Pastorale americana, la recensione

Pastorale Americana – Philip Roth

Prendere in mano un caposaldo della letteratura e parlarne a cuor leggero può essere il lavoro più semplice del mondo, come il più difficile. Semplice perché davanti a un capolavoro si può abbassare la guardia e goderne la bellezza Difficile perché dinnanzi a un’opera simile le parole faticano ad acquisire un peso degno, distinguibile. Un po’ come una voce lontana durante un temporale.

 

E quindi, con una voce resa ancora più flebile da questa tempesta perfetta realizzata da Roth, proverò a dirvi cos’è per me, Pastorale Americana.

Lo Svedese. Negli anni della guerra, quando ero ancora alle elementari, questo era un nome magico nel nostro quartiere di Newark, anche per gli adulti della generazione successiva a quella del vecchio ghetto cittadino di Prince Street che non erano ancora così perfettamente americanizzati da restare a bocca aperta davanti alla bravura di un atleta del liceo.

Questo l’incipit del libro (qui altre citazioni) con cui Nathan Zuckerman, scrittore ebreo e alterego dell’autore, descrive il protagonista del libro. Seymour Levov e la sua famiglia, così perfetti da non sembrare veri. Così belli nella loro vita quadrata e da copertina da poterli guardare solo da lontano, quasi per paura che la loro aurea, una volta avvicinati, possa inesorabilmente crollare. Dietro questa perfezione borghese e allo stesso tempo americana, però, si cela il dramma rappresentato da Merry, la figlia di Seymour, un personaggio certosinamente disegnato attorno a quella generazione che alla fine degli anni 60 (in pieno Viet Nam, dunque) rappresentò un concreto elemento di disturbo per il governo. Una ragazzina cresciuta nell’amore e nelle sicurezze borghesi, ma logorata da un crollo degli ideali e un’insoddisfazione che la porteranno a compiere dei gesti terribili.
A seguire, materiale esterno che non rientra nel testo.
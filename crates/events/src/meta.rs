use std::borrow::Cow;
use std::collections::BTreeMap;

use chrono::{DateTime, Utc};
use serde::{Deserialize, Serialize};
use tracing::Level;
use uuid::Uuid;

/// Metadata attached to every emitted event.
///
/// The correlation id carries the build session id so a log consumer can
/// stitch one sequence back together.
#[derive(Clone, Debug, Serialize, Deserialize)]
#[serde(rename_all = "camelCase")]
pub struct EventMeta {
    pub event_id: Uuid,
    pub correlation_id: Option<String>,
    pub timestamp: DateTime<Utc>,
    pub level: EventLevel,
    pub source: EventSource,
    #[serde(default, skip_serializing_if = "BTreeMap::is_empty")]
    pub labels: BTreeMap<String, String>,
}

impl EventMeta {
    #[must_use]
    pub fn new(level: impl Into<EventLevel>, source: impl Into<EventSource>) -> Self {
        Self {
            event_id: Uuid::new_v4(),
            correlation_id: None,
            timestamp: Utc::now(),
            level: level.into(),
            source: source.into(),
            labels: BTreeMap::new(),
        }
    }

    #[must_use]
    pub fn with_correlation_id(mut self, correlation_id: impl Into<String>) -> Self {
        self.correlation_id = Some(correlation_id.into());
        self
    }

    #[must_use]
    pub fn with_label(mut self, key: impl Into<String>, value: impl Into<String>) -> Self {
        self.labels.insert(key.into(), value.into());
        self
    }

    /// Level to log this event at
    #[must_use]
    pub fn tracing_level(&self) -> Level {
        self.level.into()
    }
}

/// Severity of an event
#[derive(Clone, Copy, Debug, Deserialize, Serialize, PartialEq, Eq, PartialOrd, Ord)]
#[serde(rename_all = "snake_case")]
pub enum EventLevel {
    Trace,
    Debug,
    Info,
    Warn,
    Error,
}

impl From<EventLevel> for Level {
    fn from(level: EventLevel) -> Self {
        match level {
            EventLevel::Trace => Level::TRACE,
            EventLevel::Debug => Level::DEBUG,
            EventLevel::Info => Level::INFO,
            EventLevel::Warn => Level::WARN,
            EventLevel::Error => Level::ERROR,
        }
    }
}

impl From<Level> for EventLevel {
    fn from(level: Level) -> Self {
        match level {
            Level::TRACE => EventLevel::Trace,
            Level::DEBUG => EventLevel::Debug,
            Level::INFO => EventLevel::Info,
            Level::WARN => EventLevel::Warn,
            Level::ERROR => EventLevel::Error,
        }
    }
}

/// Subsystem that originated the event
#[derive(Clone, Debug, Deserialize, Serialize, PartialEq, Eq, PartialOrd, Ord)]
pub struct EventSource(Cow<'static, str>);

impl EventSource {
    pub const GENERAL: Self = Self(Cow::Borrowed("general"));
    pub const BUILD: Self = Self(Cow::Borrowed("build"));

    #[must_use]
    pub fn as_str(&self) -> &str {
        &self.0
    }
}

impl From<&'static str> for EventSource {
    fn from(value: &'static str) -> Self {
        Self(Cow::Borrowed(value))
    }
}

impl From<String> for EventSource {
    fn from(value: String) -> Self {
        Self(Cow::Owned(value))
    }
}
Pastorale Americana racconta il declino degli Stati Uniti

La famiglia dello Svedese e i suoi drammi, sono il particolare che porta Roth a fare una considerazione generale sull’America di quegli anni, una fotografia così lineare da rendere Pastorale Americana uno dei pochi Great American Novel degni di essere definiti tali (come ad esempio Furore, caro il mio Agafan). La tripartizione del libro sottolinea ancora di più uno dei significati di queste pagine, ossia il crollo inesorabile di un certo tipo di America, quella costruitasi nel secondo dopoguerra, quella mitizzata, quella buona, quella che il fidanzatino si presenta alla porta con il mazzo di fiori per la madre e parla di baseball col padre, quella che beve latte, fa sport e va in chiesa. L’America “pulita” (o bigotta, fate voi) che alla fine degli anni 60 è costretta ad arretrare, a rivedere il proprio mito fondante colpita al cuore da rivolte, rivendicazioni il più delle volte inconcludenti perché dettate più che altro da una rabbia senza risposta. Per dirla in parole povere, Pastorale Americana racconta il declino e la fine della semplicistica divisione tra Bene e Male, concetto fondante di questa nazione, con cui l’America ancora oggi sta facendo i conti.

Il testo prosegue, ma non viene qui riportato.